=== Exercise prompt ===
What is the count of lines in the data that hold the string "match"? State the number alone.
##### Provided material #####
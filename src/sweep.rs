//! Canned parameter sweeps: run the cubic/bbr/copa trio across one axis
//! while holding the others fixed.
//!
//! Runs are strictly sequential — the emulation layer owns global
//! namespace state, so one topology exists at a time.

use std::path::PathBuf;

use anyhow::Result;
use tracing::info;

use crate::flow::Transport;
use crate::run::{CancelToken, RunConfig, execute};
use crate::topo::parse_delay;

const TRIO: [Transport; 3] = [Transport::Cubic, Transport::Bbr, Transport::Copa];

/// Axis a sweep varies.
#[derive(Clone, Copy, Debug, PartialEq, Eq)]
pub enum SweepAxis {
    Delay,
    Loss,
    Pairs,
}

impl clap::ValueEnum for SweepAxis {
    fn value_variants<'a>() -> &'a [Self] {
        &[SweepAxis::Delay, SweepAxis::Loss, SweepAxis::Pairs]
    }

    fn to_possible_value(&self) -> Option<clap::builder::PossibleValue> {
        Some(clap::builder::PossibleValue::new(match self {
            SweepAxis::Delay => "delay",
            SweepAxis::Loss => "loss",
            SweepAxis::Pairs => "pairs",
        }))
    }
}

/// Run the trio across the chosen axis, starting from `base` (its
/// transports field decides the per-run pair count for delay/loss sweeps).
/// Returns the run directories in execution order.
pub fn run_sweep(base: &RunConfig, axis: SweepAxis, cancel: &CancelToken) -> Result<Vec<PathBuf>> {
    match axis {
        SweepAxis::Delay => sweep_delay(base, cancel),
        SweepAxis::Loss => sweep_loss(base, cancel),
        SweepAxis::Pairs => sweep_pairs(base, cancel),
    }
}

fn sweep_delay(base: &RunConfig, cancel: &CancelToken) -> Result<Vec<PathBuf>> {
    let mut dirs = Vec::new();
    for delay in ["0ms", "10ms", "100ms"] {
        let delay = parse_delay(delay)?;
        for transport in TRIO {
            let mut cfg = base.clone();
            cfg.delay = delay;
            cfg.transports = vec![transport; base.pairs()];
            dirs.push(run_step(&cfg, cancel)?);
            if cancel.is_cancelled() {
                return Ok(dirs);
            }
        }
    }
    Ok(dirs)
}

fn sweep_loss(base: &RunConfig, cancel: &CancelToken) -> Result<Vec<PathBuf>> {
    let mut dirs = Vec::new();
    for loss in [0.0, 3.0, 10.0, 20.0] {
        for transport in TRIO {
            let mut cfg = base.clone();
            cfg.loss_percent = loss;
            cfg.transports = vec![transport; base.pairs()];
            dirs.push(run_step(&cfg, cancel)?);
            if cancel.is_cancelled() {
                return Ok(dirs);
            }
        }
    }
    Ok(dirs)
}

fn sweep_pairs(base: &RunConfig, cancel: &CancelToken) -> Result<Vec<PathBuf>> {
    let mut dirs = Vec::new();
    for pairs in [2, 4, 10] {
        for transport in TRIO {
            let mut cfg = base.clone();
            cfg.transports = vec![transport; pairs];
            dirs.push(run_step(&cfg, cancel)?);
            if cancel.is_cancelled() {
                return Ok(dirs);
            }
        }
    }
    Ok(dirs)
}

fn run_step(cfg: &RunConfig, cancel: &CancelToken) -> Result<PathBuf> {
    info!(params = %cfg.param_string(), "sweep step");
    execute(cfg, cancel)
}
#####
=== Your response ===
2